A couple of weeks ago one of my colleagues and I worked on a data corruption case that reminded me that sometimes people make unsafe assumptions without knowing it. This one involved SAN snapshotting that was unsafe.
In a nutshell, the client used SAN block-level replication to maintain a standby/failover MySQL system, and there was a failover that didn’t work; both the primary and fallback machine had identically corrupted data files. After running fsck on the replica, the InnoDB data files were entirely deleted.
When we arrived on the scene, there was a data directory with an 800+ GB data file, which we determined had been restored from a SAN snapshot. Accessing this file caused a number of errors, including warnings about accessing data outside of the partition boundaries. We were eventually able to coax the filesystem into truncating the data file back to a size that didn’t contain invalid pointers and could be read without errors on the filesystem level. From InnoDB’s point of view, though, it was still completely corrupted. The “InnoDB file” contained blocks of data that were obviously from other files, such as Python exception logs. The SAN snapshot was useless for practical purposes. (The client decided not to try to extract the data from the corrupted file, which we have specialized tools for doing. It’s an intensive process that costs a little money.)
The problem was that the filesystem was ext2, with no journaling and no consistency guarantees.

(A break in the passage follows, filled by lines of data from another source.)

//! Wire routing: one constraint-aware A* route per sink pin.
//!
//! Wires are routed strictly sequentially in the netlist's fixed order;
//! the k-th route sees routes `0..k-1` (and the padded instance
//! footprints) as obstacles. The order is deterministic given the
//! netlist, and changing it changes results.

pub mod pathfind;
pub mod wire;

pub use pathfind::{min_route_cost, WireRoute};
pub use wire::{SignalStrength, StepKind, WirePath, WireStep};

use crate::error::RouteError;
use crate::placement::{source_sink_pin_pairs, Placement};
use lodestone_netlist::{Netlist, PinId};
use lodestone_voxel::Pos;
use std::collections::{BTreeMap, HashSet};
use wire::ObstacleField;

/// The routed wire paths, keyed by sink pin.
pub type RoutedWires = BTreeMap<PinId, WirePath>;

/// Routes every driver/sink pin pair of the placement.
///
/// Returns the per-sink wire paths, or the first routing failure.
pub fn route_all(
    netlist: &Netlist,
    placement: &Placement,
    max_steps: usize,
) -> Result<RoutedWires, RouteError> {
    let instance_points: HashSet<Pos> = placement
        .region(netlist)
        .xz_padded(1)
        .iter()
        .collect();

    let mut routed = RoutedWires::new();
    let mut accumulated = WirePath::default();

    for pair in source_sink_pin_pairs(netlist, placement) {
        let obstacles = ObstacleField::new(&accumulated, instance_points.clone());
        let route = WireRoute {
            start: pair.source_pos,
            end: pair.sink_pos,
            start_hint: pair.source_facing,
            end_hint: pair.sink_facing,
        };
        let path = pathfind::route_wire(&route, &obstacles, max_steps)?;

        tracing::debug!(
            sink = ?pair.sink_pin,
            elements = path.element_strengths.len(),
            "routed wire",
        );

        accumulated = accumulated.union(path.clone());
        routed.insert(pair.sink_pin, path);
    }

    Ok(routed)
}

#[cfg(test)]
mod tests {
    use super::*;
    use crate::placement::Placement;
    use lodestone_netlist::example::example_netlist;
    use lodestone_voxel::Direction;

    fn spread_placement(netlist: &Netlist) -> Placement {
        // Signal flows south through a well-separated layout: the two
        // inverters' outputs face the AND gate, which feeds the final
        // inverter further south.
        let mut placement = Placement::new();
        for (name, pos) in [
            ("not_a", Pos::new(0, 0, 0)),
            ("not_b", Pos::new(12, 0, 0)),
            ("and", Pos::new(4, 0, 12)),
            ("not_out", Pos::new(4, 0, 24)),
        ] {
            let id = netlist.instance_named(name).unwrap().id;
            placement.set(id, pos, Direction::North);
        }
        placement
    }

    #[test]
    fn routes_every_sink_pin() {
        let netlist = example_netlist(1);
        let placement = spread_placement(&netlist);
        let wires = route_all(&netlist, &placement, 20_000).unwrap();

        // One sink pin per connection between placeable instances.
        assert_eq!(wires.len(), 3);
        for (pin, path) in &wires {
            assert!(!path.element_strengths.is_empty(), "empty path for {pin:?}");
        }
    }

    #[test]
    fn wires_respect_earlier_wires_and_footprints() {
        let netlist = example_netlist(1);
        let placement = spread_placement(&netlist);
        let wires = route_all(&netlist, &placement, 20_000).unwrap();

        let pairs = source_sink_pin_pairs(&netlist, &placement);
        let mut seen = WirePath::default();
        for pair in pairs {
            let path = &wires[&pair.sink_pin];
            // Elements and foundations stay off earlier wires, except at
            // shared driver voxels.
            for pos in path.element_strengths.keys() {
                if seen.element_strengths.contains_key(pos) {
                    assert_eq!(*pos, pair.source_pos, "unexpected overlap at {pos:?}");
                }
            }
            seen = seen.clone().union(path.clone());
        }
    }

    #[test]
    fn start_and_end_carry_expected_strengths() {
        let netlist = example_netlist(1);
        let placement = spread_placement(&netlist);
        let wires = route_all(&netlist, &placement, 20_000).unwrap();
        let pairs = source_sink_pin_pairs(&netlist, &placement);

        for pair in pairs {
            let path = &wires[&pair.sink_pin];
            assert_eq!(
                path.element_strengths[&pair.source_pos],
                SignalStrength::Wire(15)
            );
            match path.element_strengths[&pair.sink_pos] {
                SignalStrength::Wire(strength) => assert!(strength > 0),
                SignalStrength::Repeater => panic!("sink must not be a repeater"),
            }
        }
    }
}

A snapshot on the SAN is just the same as cutting the power to the machine — the block device is in an inconsistent state. A filesystem that can survive that has to ensure that it writes the data to the block device such that it can bring into a consistent state later. The techniques for doing this include things like ordered writes and meta-data journaling. But ext2 does not know how to do that. The data that’s seen by the SAN is some jumble of blocks that represents the most efficient way to transfer the changed blocks over the interconnect, without regard to logical consistency on the filesystem level.

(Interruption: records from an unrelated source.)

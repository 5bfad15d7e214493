//! A* search over pluggable path-search problems.
//!
//! Two drivers share one problem interface:
//!
//! - [`astar_best_first`] — priority-queue best-first search. Ideal for
//!   problems whose branches fold back into each other (like exploring a
//!   grid); memory-hungry on persistently wide problems.
//! - [`astar_iddfs`] — iterative-deepening depth-first search with a
//!   rising cost cap. Much smaller memory footprint on wide problems;
//!   slower when branches converge and get re-explored across passes.
//!
//! Both return the action sequence of a cheapest path, and both fail with
//! the same typed errors.

use std::cmp::Ordering;
use std::collections::{BinaryHeap, HashMap, HashSet};
use std::rc::Rc;

/// A search problem: states, applicable actions, and an admissible bound.
pub trait PathSearchProblem {
    /// Search states. `Ord` participates in deterministic tie-breaking.
    type State: Clone + Eq + std::hash::Hash + Ord;
    /// Actions. Expanded in `Ord` order for reproducibility.
    type Action: Clone + Ord;

    /// The search's starting state.
    fn initial_state(&self) -> Self::State;

    /// Actions applicable in a state.
    fn state_actions(&self, state: &Self::State) -> Vec<Self::Action>;

    /// The successor reached by an action, or `None` when the action turns
    /// out to be inadmissible.
    fn state_action_result(
        &self,
        state: &Self::State,
        action: &Self::Action,
    ) -> Option<Self::State>;

    /// The nonnegative cost of taking an action.
    fn state_action_cost(&self, state: &Self::State, action: &Self::Action) -> f64;

    /// Whether a state satisfies the goal.
    fn is_goal_state(&self, state: &Self::State) -> bool;

    /// Admissible heuristic: a lower bound on the remaining cost from
    /// `state` to any goal.
    fn min_cost(&self, state: &Self::State) -> f64;
}

/// Failure modes shared by both search drivers.
#[derive(Debug, Clone, PartialEq, Eq, thiserror::Error)]
pub enum SearchError {
    /// The step budget ran out before reaching a goal.
    #[error("no solution found within {max_steps} search steps")]
    Timeout {
        /// The exhausted budget.
        max_steps: usize,
    },

    /// The reachable space was exhausted without reaching a goal.
    #[error("search space exhausted without reaching a goal")]
    NoSolution,
}

struct Node<S, A> {
    parent: Option<Rc<Node<S, A>>>,
    action: Option<A>,
    state: S,
    /// Cumulative cost from the start (g).
    cost: f64,
    /// Estimated total cost through this node (f = g + h).
    estimate: f64,
}

fn action_sequence<S, A: Clone>(node: &Rc<Node<S, A>>) -> Vec<A> {
    let mut actions = Vec::new();
    let mut current = Some(node);
    while let Some(node) = current {
        if let Some(action) = &node.action {
            actions.push(action.clone());
        }
        current = node.parent.as_ref();
    }
    actions.reverse();
    actions
}

/// Heap entry ordered so the best frontier node compares greatest.
///
/// Best means: least estimate, then greatest cumulative cost (deeper
/// cheap paths first), then least state, then least action. The trailing
/// keys make expansion order fully deterministic.
struct HeapEntry<S, A>(Rc<Node<S, A>>);

impl<S: Ord, A: Ord> PartialEq for HeapEntry<S, A> {
    fn eq(&self, other: &Self) -> bool {
        self.cmp(other) == Ordering::Equal
    }
}

impl<S: Ord, A: Ord> Eq for HeapEntry<S, A> {}

impl<S: Ord, A: Ord> Ord for HeapEntry<S, A> {
    fn cmp(&self, other: &Self) -> Ordering {
        other
            .0
            .estimate
            .partial_cmp(&self.0.estimate)
            .unwrap_or(Ordering::Equal)
            .then_with(|| {
                self.0
                    .cost
                    .partial_cmp(&other.0.cost)
                    .unwrap_or(Ordering::Equal)
            })
            .then_with(|| other.0.state.cmp(&self.0.state))
            .then_with(|| other.0.action.cmp(&self.0.action))
    }
}

impl<S: Ord, A: Ord> PartialOrd for HeapEntry<S, A> {
    fn partial_cmp(&self, other: &Self) -> Option<Ordering> {
        Some(self.cmp(other))
    }
}

/// Best-first A* search.
///
/// Pops the least-estimate frontier node, skips already-expanded states,
/// returns on goal, otherwise expands successors in action order. Each
/// expansion consumes one step of the budget.
pub fn astar_best_first<P: PathSearchProblem>(
    problem: &P,
    max_steps: usize,
) -> Result<Vec<P::Action>, SearchError> {
    let mut frontier = BinaryHeap::new();
    frontier.push(HeapEntry(Rc::new(Node {
        parent: None,
        action: None,
        state: problem.initial_state(),
        cost: 0.0,
        estimate: 0.0,
    })));

    let mut expanded: HashSet<P::State> = HashSet::new();
    let mut remaining = max_steps;

    while remaining > 0 {
        let entry = match frontier.pop() {
            Some(entry) => entry,
            None => return Err(SearchError::NoSolution),
        };
        let node = entry.0;

        if expanded.contains(&node.state) {
            continue;
        }
        if problem.is_goal_state(&node.state) {
            return Ok(action_sequence(&node));
        }
        expanded.insert(node.state.clone());

        let mut actions = problem.state_actions(&node.state);
        actions.sort();
        for action in actions {
            if let Some(next_state) = problem.state_action_result(&node.state, &action) {
                let cost = node.cost + problem.state_action_cost(&node.state, &action);
                let estimate = cost + problem.min_cost(&next_state);
                frontier.push(HeapEntry(Rc::new(Node {
                    parent: Some(Rc::clone(&node)),
                    action: Some(action),
                    state: next_state,
                    cost,
                    estimate,
                })));
            }
        }

        remaining -= 1;
    }

    if frontier.is_empty() {
        Err(SearchError::NoSolution)
    } else {
        Err(SearchError::Timeout { max_steps })
    }
}

enum DfsOutcome<A> {
    /// Goal reached; actions are collected in reverse while unwinding.
    Found(Vec<A>),
    /// Subtree exhausted under the current cap.
    Exhausted {
        /// Whether any branch was cut off by the cap (rather than pruned).
        over_cap: bool,
        /// The least estimate seen beyond the cap.
        least_over_cap: f64,
    },
}

/// Iterative-deepening depth-first A* search.
///
/// Runs a cost-capped DFS; when a pass exhausts without a goal, the cap
/// rises to the least over-cap estimate seen (and at least by one) and the
/// pass repeats. States remember the best cumulative cost seen across all
/// passes, and strictly worse re-entries are pruned — equal-cost
/// re-entries must survive so later passes can re-descend the tree.
pub fn astar_iddfs<P: PathSearchProblem>(
    problem: &P,
    max_steps: usize,
) -> Result<Vec<P::Action>, SearchError> {
    let initial = problem.initial_state();
    let mut best_cost_per_state: HashMap<P::State, f64> = HashMap::new();

    let mut max_cost = 1.0f64;
    while max_cost < 100_000.0 {
        let mut steps_remaining = max_steps;
        let outcome = capped_dfs(
            problem,
            &initial,
            0.0,
            0.0,
            max_cost,
            &mut best_cost_per_state,
            &mut steps_remaining,
        )
        .map_err(|_| SearchError::Timeout { max_steps })?;

        match outcome {
            DfsOutcome::Found(mut actions) => {
                actions.reverse();
                return Ok(actions);
            }
            DfsOutcome::Exhausted { over_cap: false, .. } => {
                return Err(SearchError::NoSolution);
            }
            DfsOutcome::Exhausted { least_over_cap, .. } => {
                max_cost = (max_cost + 1.0).max(least_over_cap);
            }
        }
    }

    Err(SearchError::Timeout { max_steps })
}

fn capped_dfs<P: PathSearchProblem>(
    problem: &P,
    state: &P::State,
    cost: f64,
    estimate: f64,
    max_cost: f64,
    best_cost_per_state: &mut HashMap<P::State, f64>,
    steps_remaining: &mut usize,
) -> Result<DfsOutcome<P::Action>, SearchError> {
    if let Some(&previous_best) = best_cost_per_state.get(state) {
        if cost > previous_best {
            return Ok(DfsOutcome::Exhausted {
                over_cap: false,
                least_over_cap: f64::INFINITY,
            });
        }
    }
    best_cost_per_state.insert(state.clone(), cost);

    if estimate > max_cost {
        return Ok(DfsOutcome::Exhausted {
            over_cap: true,
            least_over_cap: estimate,
        });
    }

    if problem.is_goal_state(state) {
        return Ok(DfsOutcome::Found(Vec::new()));
    }

    if *steps_remaining == 0 {
        // Budget exhausted mid-pass; the driver rewraps with the real budget.
        return Err(SearchError::Timeout { max_steps: 0 });
    }
    *steps_remaining -= 1;

    let mut over_cap = false;
    let mut least_over_cap = f64::INFINITY;

    let mut actions = problem.state_actions(state);
    actions.sort();
    for action in actions {
        if let Some(next_state) = problem.state_action_result(state, &action) {
            let next_cost = cost + problem.state_action_cost(state, &action);
            let next_estimate = next_cost + problem.min_cost(&next_state);
            match capped_dfs(
                problem,
                &next_state,
                next_cost,
                next_estimate,
                max_cost,
                best_cost_per_state,
                steps_remaining,
            )? {
                DfsOutcome::Found(mut actions) => {
                    actions.push(action);
                    return Ok(DfsOutcome::Found(actions));
                }
                DfsOutcome::Exhausted {
                    over_cap: subtree_over_cap,
                    least_over_cap: subtree_least,
                } => {
                    over_cap |= subtree_over_cap;
                    least_over_cap = least_over_cap.min(subtree_least);
                }
            }
        }
    }

    Ok(DfsOutcome::Exhausted {
        over_cap,
        least_over_cap,
    })
}

#[cfg(test)]
mod tests {
    use super::*;
    use lodestone_voxel::{Direction, Pos};
    use std::collections::HashSet;

    /// Walk a 2-D maze on the XZ plane, one step at a time.
    struct PlanarMaze {
        walls: HashSet<Pos>,
        start: Pos,
        end: Pos,
    }

    impl PlanarMaze {
        fn from_map(map: &str) -> Self {
            let mut walls = HashSet::new();
            let mut start = None;
            let mut end = None;
            for (row, line) in map.lines().enumerate() {
                for (col, cell) in line.chars().enumerate() {
                    let pos = Pos::new(col as i32, 0, row as i32);
                    match cell {
                        '#' => {
                            walls.insert(pos);
                        }
                        's' => start = Some(pos),
                        'e' => end = Some(pos),
                        _ => {}
                    }
                }
            }
            Self {
                walls,
                start: start.expect("map has a start"),
                end: end.expect("map has an end"),
            }
        }

        fn solution_valid(&self, solution: &[Direction]) -> bool {
            let mut pos = self.start;
            for &step in solution {
                pos += step.unit();
                if self.walls.contains(&pos) {
                    return false;
                }
            }
            pos == self.end
        }
    }

    impl PathSearchProblem for PlanarMaze {
        type State = Pos;
        type Action = Direction;

        fn initial_state(&self) -> Pos {
            self.start
        }

        fn state_actions(&self, state: &Pos) -> Vec<Direction> {
            Direction::XZ
                .into_iter()
                .filter(|direction| !self.walls.contains(&(*state + direction.unit())))
                .collect()
        }

        fn state_action_result(&self, state: &Pos, action: &Direction) -> Option<Pos> {
            Some(*state + action.unit())
        }

        fn state_action_cost(&self, _state: &Pos, _action: &Direction) -> f64 {
            1.0
        }

        fn is_goal_state(&self, state: &Pos) -> bool {
            *state == self.end
        }

        fn min_cost(&self, state: &Pos) -> f64 {
            (self.end - *state).l1() as f64
        }
    }

    // A pocket open only to the south; the shortest path loops west
    // around the long wall.
    const MAZE: &str =
        "         e\n\n########\n       #\n       #\n       #\ns      #\n       #";

    #[test]
    fn best_first_solves_maze() {
        let maze = PlanarMaze::from_map(MAZE);
        let solution = astar_best_first(&maze, 10_000).unwrap();
        assert!(maze.solution_valid(&solution));
        assert_eq!(solution.len(), 17);
    }

    #[test]
    fn iddfs_solves_maze() {
        let maze = PlanarMaze::from_map(MAZE);
        let solution = astar_iddfs(&maze, 100_000).unwrap();
        assert!(maze.solution_valid(&solution));
        assert_eq!(solution.len(), 17);
    }

    #[test]
    fn walled_in_start_has_no_solution() {
        let maze = PlanarMaze::from_map(" #\n#s#e\n # ");
        assert_eq!(astar_best_first(&maze, 10_000), Err(SearchError::NoSolution));
        assert_eq!(astar_iddfs(&maze, 10_000), Err(SearchError::NoSolution));
    }

    #[test]
    fn tiny_budget_times_out() {
        let maze = PlanarMaze::from_map(MAZE);
        assert!(matches!(
            astar_best_first(&maze, 3),
            Err(SearchError::Timeout { .. })
        ));
    }

    /// Find a specific action word; goal only at the exact word.
    struct FindWord {
        word: Vec<u8>,
    }

    impl PathSearchProblem for FindWord {
        type State = Vec<u8>;
        type Action = u8;

        fn initial_state(&self) -> Vec<u8> {
            Vec::new()
        }

        fn state_actions(&self, _state: &Vec<u8>) -> Vec<u8> {
            vec![0, 1, 2, 3]
        }

        fn state_action_result(&self, state: &Vec<u8>, action: &u8) -> Option<Vec<u8>> {
            let mut next = state.clone();
            next.push(*action);
            Some(next)
        }

        fn state_action_cost(&self, _state: &Vec<u8>, action: &u8) -> f64 {
            if *action > 0 {
                1.0
            } else {
                1.25
            }
        }

        fn is_goal_state(&self, state: &Vec<u8>) -> bool {
            *state == self.word
        }

        fn min_cost(&self, state: &Vec<u8>) -> f64 {
            if state.len() > self.word.len() || !self.word.starts_with(state) {
                1_000_000_000.0
            } else {
                (self.word.len() - state.len()).max(1) as f64
            }
        }
    }

    #[test]
    fn both_drivers_agree_on_cost() {
        let problem = FindWord {
            word: vec![0, 1, 2, 2, 3],
        };
        let bfs = astar_best_first(&problem, 100_000).unwrap();
        let iddfs = astar_iddfs(&problem, 100_000).unwrap();
        assert_eq!(bfs, problem.word);
        assert_eq!(iddfs, problem.word);
    }
}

Two things can help avoid such a disaster: 1) get qualified advice and 2) don’t trust the advice; backups and disaster recovery plans must be tested periodically.

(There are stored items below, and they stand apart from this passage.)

//! Ports, pins, and pin-range references.

use crate::ids::InstanceId;
use lodestone_voxel::Slice;
use serde::{Deserialize, Serialize};

/// Direction of a port relative to its instance.
#[derive(
    Clone, Copy, PartialEq, Eq, Hash, PartialOrd, Ord, Debug, Serialize, Deserialize,
)]
pub enum PortDirection {
    /// The port consumes a signal.
    Input,
    /// The port drives a signal.
    Output,
}

impl PortDirection {
    /// The opposite direction.
    pub fn flipped(self) -> Self {
        match self {
            PortDirection::Input => PortDirection::Output,
            PortDirection::Output => PortDirection::Input,
        }
    }
}

/// A named, directed bundle of pins on one instance.
///
/// Pins are identified by index within their port and are otherwise
/// unnamed. All pins of a port share its direction.
#[derive(Clone, Copy, PartialEq, Eq, Debug, Serialize, Deserialize)]
pub struct Port {
    /// Direction of every pin in the bundle.
    pub direction: PortDirection,
    /// Number of pins; at least 1.
    pub pin_count: u32,
}

/// Reference to a port: instance plus port name.
#[derive(
    Clone, PartialEq, Eq, Hash, PartialOrd, Ord, Debug, Serialize, Deserialize,
)]
pub struct PortId {
    /// The owning instance.
    pub instance: InstanceId,
    /// The port name on that instance.
    pub port: String,
}

/// Reference to a single pin: port plus pin index.
#[derive(
    Clone, PartialEq, Eq, Hash, PartialOrd, Ord, Debug, Serialize, Deserialize,
)]
pub struct PinId {
    /// The owning port.
    pub port: PortId,
    /// Index within the port.
    pub index: i32,
}

/// A contiguous (possibly strided) run of pins on one port.
#[derive(Clone, PartialEq, Eq, Hash, Debug, Serialize, Deserialize)]
pub struct PinIdSequence {
    /// The referenced port.
    pub port: PortId,
    /// Which pin indices of the port are selected.
    pub slice: Slice,
}

impl PinIdSequence {
    /// Number of selected pins.
    pub fn len(&self) -> usize {
        self.slice.len()
    }

    /// Whether the sequence selects no pins.
    pub fn is_empty(&self) -> bool {
        self.slice.is_empty()
    }

    /// The selected pins, in slice order.
    pub fn pin_ids(&self) -> impl Iterator<Item = PinId> + '_ {
        self.slice.indices().map(move |index| PinId {
            port: self.port.clone(),
            index,
        })
    }
}

#[cfg(test)]
mod tests {
    use super::*;

    fn port_id(raw: u32, port: &str) -> PortId {
        PortId {
            instance: InstanceId::from_raw(raw),
            port: port.into(),
        }
    }

    #[test]
    fn direction_flip() {
        assert_eq!(PortDirection::Input.flipped(), PortDirection::Output);
        assert_eq!(PortDirection::Output.flipped(), PortDirection::Input);
    }

    #[test]
    fn sequence_pins() {
        let seq = PinIdSequence {
            port: port_id(1, "a"),
            slice: Slice::new(0, 4, 1),
        };
        assert_eq!(seq.len(), 4);
        let pins: Vec<PinId> = seq.pin_ids().collect();
        assert_eq!(pins[0].index, 0);
        assert_eq!(pins[3].index, 3);
        assert_eq!(pins[2].port, port_id(1, "a"));
    }

    #[test]
    fn strided_sequence() {
        let seq = PinIdSequence {
            port: port_id(0, "out"),
            slice: Slice::new(0, 8, 2),
        };
        let indices: Vec<i32> = seq.pin_ids().map(|pin| pin.index).collect();
        assert_eq!(indices, [0, 2, 4, 6]);
    }

    #[test]
    fn serde_roundtrip() {
        let seq = PinIdSequence {
            port: port_id(3, "dout"),
            slice: Slice::new(2, 6, 1),
        };
        let json = serde_json::to_string(&seq).unwrap();
        let back: PinIdSequence = serde_json::from_str(&json).unwrap();
        assert_eq!(seq, back);
    }
}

This case illustrates an important point that I repeat often. The danger of using a replica as a backup is that data loss on the primary can affect the replica, too. This is true no matter what type of replication is being used. In this case it’s block-level SAN replication. DRBD would behave just the same way. At a higher level, MySQL replication has the same weakness. If you rely on a MySQL slave for a “backup,” you’ll be out of luck when someone accidentally runs DROP TABLE on your master. That statement will promptly replicate over and drop the table off your “backup.”
I still see people using a replica as a backup, and I know it’s just a matter of time before they lose data. In my experience, the types of errors that will propagate through replication are much more common than those that’ll be isolated to just one machine, such as hardware failures.
Great post! Thanks! Been wondering about this for a while now. Particularly agree with “the types of errors that will propagate through replication are much more common than those that’ll be isolated to just one machine, such as hardware failures”. So really, for me, if you can afford some downtime, perhaps the best practice is to streamline your server setup (and full backup + incremental backup restore) so much that you can afford to rebuild it in case you lose it in production.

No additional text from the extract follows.